Dataset records

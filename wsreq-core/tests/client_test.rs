use common::{
    ForecastFactory, PrebuiltToolchain, RefusingFactory, SourceGenerator, descriptor_address,
    echo_model, interface, service, weather_descriptor_set, weather_model,
};
use std::sync::atomic::Ordering;
use wsreq_core::{
    build::CompileError,
    client::{InitError, Ready, RequestError, SymbolKind, WebServiceClient},
    config::ClientConfig,
    descriptor::{DescriptorError, GeneratedModel},
    invoker::InvocationError,
    registry::LoadError,
};

mod common;

fn config(root: &std::path::Path) -> ClientConfig {
    ClientConfig {
        workspace_root: root.join("ws"),
        ..ClientConfig::default()
    }
}

fn weather_client(root: &std::path::Path) -> WebServiceClient<Ready> {
    let address = descriptor_address(root, "weather.wsdl");
    WebServiceClient::new(address, config(root))
        .with_generator(SourceGenerator::weather())
        .with_toolchain(PrebuiltToolchain::new(weather_descriptor_set()))
        .with_proxy_factory(ForecastFactory::default())
        .init()
        .unwrap()
}

#[test]
fn test_weather_example() {
    let tmp = tempfile::tempdir().unwrap();
    let client = weather_client(tmp.path());

    assert_eq!(client.interfaces(), vec!["WeatherPort"]);
    assert_eq!(client.services(), vec!["WeatherService"]);

    let mut invoker = client.request_method("getWeather").unwrap();
    let result = invoker.invoke(vec![serde_json::json!("Paris")]).unwrap();

    assert_eq!(result.value(), Some(serde_json::json!("Sunny in Paris")));
}

#[test]
fn test_methods_lists_signatures() {
    let tmp = tempfile::tempdir().unwrap();
    let client = weather_client(tmp.path());

    let methods = client.methods("WeatherPort").unwrap();

    assert_eq!(methods.len(), 1);
    assert_eq!(
        methods[0].to_string(),
        "getWeather(city: string) -> string"
    );
    assert!(matches!(
        client.methods("Nope"),
        Err(RequestError::NotFound {
            kind: SymbolKind::Interface,
            ..
        })
    ));
}

#[test]
fn test_default_request_binds_the_only_method() {
    let tmp = tempfile::tempdir().unwrap();
    let client = weather_client(tmp.path());

    let invoker = client.request().unwrap();

    assert_eq!(invoker.method().name(), "getWeather");
}

#[test]
fn test_unknown_method_is_no_such_method() {
    let tmp = tempfile::tempdir().unwrap();
    let client = weather_client(tmp.path());

    let err = client.request_method("doesNotExist").unwrap_err();

    assert!(matches!(
        err,
        RequestError::NoSuchMethod { ref method, .. } if method.as_deref() == Some("doesNotExist")
    ));

    // The registry survives a failed request.
    assert!(client.request_method("getWeather").is_ok());
}

#[test]
fn test_unknown_method_wins_over_proxy_failures() {
    let tmp = tempfile::tempdir().unwrap();
    let address = descriptor_address(tmp.path(), "weather.wsdl");
    let client = WebServiceClient::new(address, config(tmp.path()))
        .with_generator(SourceGenerator::weather())
        .with_toolchain(PrebuiltToolchain::new(weather_descriptor_set()))
        .with_proxy_factory(RefusingFactory)
        .init()
        .unwrap();

    assert!(matches!(
        client.request_method("doesNotExist"),
        Err(RequestError::NoSuchMethod { .. })
    ));
    assert!(matches!(
        client.request_method("getWeather"),
        Err(RequestError::Proxy(_))
    ));
}

#[test]
fn test_interface_without_methods_cannot_bind_by_default() {
    let tmp = tempfile::tempdir().unwrap();
    let address = descriptor_address(tmp.path(), "weather.wsdl");
    let model = GeneratedModel {
        interfaces: vec![interface("EmptyPort", "weather.EmptyPort")],
        services: vec![service("WeatherService", "weather.WeatherService")],
    };
    let client = WebServiceClient::new(address, config(tmp.path()))
        .with_generator(SourceGenerator::new(
            vec![("weather.proto", common::WEATHER_PROTO)],
            model,
        ))
        .with_toolchain(PrebuiltToolchain::new(weather_descriptor_set()))
        .with_proxy_factory(ForecastFactory::default())
        .init()
        .unwrap();

    assert!(matches!(
        client.request(),
        Err(RequestError::NoSuchMethod { method: None, .. })
    ));
}

#[test]
fn test_unknown_names_are_not_found() {
    let tmp = tempfile::tempdir().unwrap();
    let client = weather_client(tmp.path());

    assert!(matches!(
        client.request_with("WeatherPort", "Nope", None),
        Err(RequestError::NotFound {
            kind: SymbolKind::Service,
            ..
        })
    ));
    assert!(matches!(
        client.request_with("Nope", "WeatherService", None),
        Err(RequestError::NotFound {
            kind: SymbolKind::Interface,
            ..
        })
    ));
}

#[test]
fn test_each_request_creates_its_own_proxy() {
    let tmp = tempfile::tempdir().unwrap();
    let address = descriptor_address(tmp.path(), "weather.wsdl");
    let factory = ForecastFactory::default();
    let client = WebServiceClient::new(address, config(tmp.path()))
        .with_generator(SourceGenerator::weather())
        .with_toolchain(PrebuiltToolchain::new(weather_descriptor_set()))
        .with_proxy_factory(factory.clone())
        .init()
        .unwrap();

    let _first = client.request().unwrap();
    let _second = client.request_method("getWeather").unwrap();

    assert_eq!(factory.created.load(Ordering::SeqCst), 2);
}

#[test]
fn test_remote_faults_are_invocation_errors() {
    let tmp = tempfile::tempdir().unwrap();
    let client = weather_client(tmp.path());
    let mut invoker = client.request().unwrap();

    let err = invoker.invoke(vec![serde_json::json!("")]).unwrap_err();

    assert!(matches!(err, InvocationError::Remote { .. }));
    assert!(err.to_string().contains("city is required"));
}

#[test]
fn test_empty_descriptor_has_nothing_to_request() {
    let tmp = tempfile::tempdir().unwrap();
    let address = descriptor_address(tmp.path(), "empty.wsdl");
    let client = WebServiceClient::new(address, config(tmp.path()))
        .with_generator(SourceGenerator::new(vec![], GeneratedModel::default()))
        .with_toolchain(PrebuiltToolchain::failing("never called"))
        .with_proxy_factory(ForecastFactory::default())
        .init()
        .unwrap();

    assert!(client.interfaces().is_empty());
    assert!(matches!(
        client.request(),
        Err(RequestError::Empty {
            kind: SymbolKind::Interface
        })
    ));
}

#[test]
fn test_clients_are_isolated() {
    let tmp = tempfile::tempdir().unwrap();
    let weather = weather_client(tmp.path());

    let echo_address = descriptor_address(tmp.path(), "echo.wsdl");
    let echo = WebServiceClient::new(echo_address, config(tmp.path()))
        .with_generator(SourceGenerator::new(
            vec![("echo.proto", echo_service::PROTO_SOURCE)],
            echo_model(),
        ))
        .with_toolchain(PrebuiltToolchain::new(
            echo_service::FILE_DESCRIPTOR_SET.to_vec(),
        ))
        .with_proxy_factory(ForecastFactory::default())
        .init()
        .unwrap();

    assert_ne!(weather.workspace().root(), echo.workspace().root());
    assert!(!weather.workspace().root().starts_with(echo.workspace().root()));

    let weather_pool = weather.registry().pool();
    let echo_pool = echo.registry().pool();
    assert!(weather_pool.get_service_by_name("weather.WeatherPort").is_some());
    assert!(weather_pool.get_service_by_name("echo.EchoPort").is_none());
    assert!(echo_pool.get_service_by_name("echo.EchoPort").is_some());
    assert!(echo_pool.get_service_by_name("weather.WeatherPort").is_none());
}

#[test]
fn test_reinitializing_reuses_the_workspace() {
    let tmp = tempfile::tempdir().unwrap();

    let first = weather_client(tmp.path());
    let second = weather_client(tmp.path());

    assert_eq!(first.workspace(), second.workspace());
    assert_eq!(second.interfaces(), vec!["WeatherPort"]);
}

#[test]
fn test_ready_client_is_shareable_across_threads() {
    fn assert_send_sync<T: Send + Sync>() {}
    assert_send_sync::<WebServiceClient<Ready>>();

    let tmp = tempfile::tempdir().unwrap();
    let client = weather_client(tmp.path());

    std::thread::scope(|scope| {
        for city in ["Paris", "Lyon"] {
            let client = &client;
            scope.spawn(move || {
                let mut invoker = client.request().unwrap();
                let result = invoker.invoke(vec![serde_json::json!(city)]).unwrap();
                assert_eq!(
                    result.value(),
                    Some(serde_json::json!(format!("Sunny in {city}")))
                );
            });
        }
    });
}

#[test]
fn test_service_address_override() {
    let tmp = tempfile::tempdir().unwrap();
    let address = descriptor_address(tmp.path(), "weather.wsdl");
    let config = ClientConfig {
        service_address: Some("http://127.0.0.1:50051".to_string()),
        ..config(tmp.path())
    };

    let client = WebServiceClient::new(address.clone(), config)
        .with_generator(SourceGenerator::weather())
        .with_toolchain(PrebuiltToolchain::new(weather_descriptor_set()))
        .with_proxy_factory(ForecastFactory::default())
        .init()
        .unwrap();

    assert_eq!(client.address(), address);
    assert_eq!(client.service_address(), "http://127.0.0.1:50051");
}

#[test]
fn test_unreachable_descriptor_aborts_init() {
    let tmp = tempfile::tempdir().unwrap();
    let missing = tmp.path().join("missing.wsdl");

    let err = WebServiceClient::new(missing.to_str().unwrap(), config(tmp.path()))
        .with_generator(SourceGenerator::weather())
        .init()
        .err()
        .unwrap();

    assert!(matches!(err, InitError::Descriptor(ref e) if e.is_unreachable()));
}

#[test]
fn test_generator_rejection_aborts_init() {
    struct Rejecting;

    impl wsreq_core::descriptor::Generator for Rejecting {
        fn generate(
            &self,
            _request: wsreq_core::descriptor::GenerateRequest<'_>,
        ) -> Result<GeneratedModel, wsreq_core::descriptor::GenerateError> {
            Err(wsreq_core::descriptor::GenerateError::Other(
                "no portType".into(),
            ))
        }
    }

    let tmp = tempfile::tempdir().unwrap();
    let address = descriptor_address(tmp.path(), "weather.wsdl");

    let err = WebServiceClient::new(address, config(tmp.path()))
        .with_generator(Rejecting)
        .init()
        .err()
        .unwrap();

    assert!(matches!(
        err,
        InitError::Descriptor(DescriptorError::Malformed { .. })
    ));
}

#[test]
fn test_compile_failure_aborts_init_with_diagnostics() {
    let tmp = tempfile::tempdir().unwrap();
    let address = descriptor_address(tmp.path(), "weather.wsdl");

    let err = WebServiceClient::new(address, config(tmp.path()))
        .with_generator(SourceGenerator::weather())
        .with_toolchain(PrebuiltToolchain::failing("Expected \";\"."))
        .init()
        .err()
        .unwrap();

    assert!(matches!(err, InitError::Compile(CompileError::Failed { .. })));
    let message = err.to_string();
    assert!(message.contains("weather.proto"), "{message}");
    assert!(message.contains("Expected \";\"."), "{message}");
}

#[test]
fn test_generator_and_compiler_mismatch_aborts_init() {
    let tmp = tempfile::tempdir().unwrap();
    let address = descriptor_address(tmp.path(), "weather.wsdl");

    let err = WebServiceClient::new(address, config(tmp.path()))
        .with_generator(SourceGenerator::new(
            vec![("weather.proto", common::WEATHER_PROTO)],
            weather_model(),
        ))
        .with_toolchain(PrebuiltToolchain::new(
            echo_service::FILE_DESCRIPTOR_SET.to_vec(),
        ))
        .init()
        .err()
        .unwrap();

    assert!(matches!(
        err,
        InitError::Load(LoadError::Missing { ref name, .. }) if name == "WeatherPort"
    ));
}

The task
All lines above that contain "services" are required in the answer.

Result
    assert_eq!(client.services(), vec!["WeatherService"]);
        services: vec![service("WeatherService", "weather.WeatherService")],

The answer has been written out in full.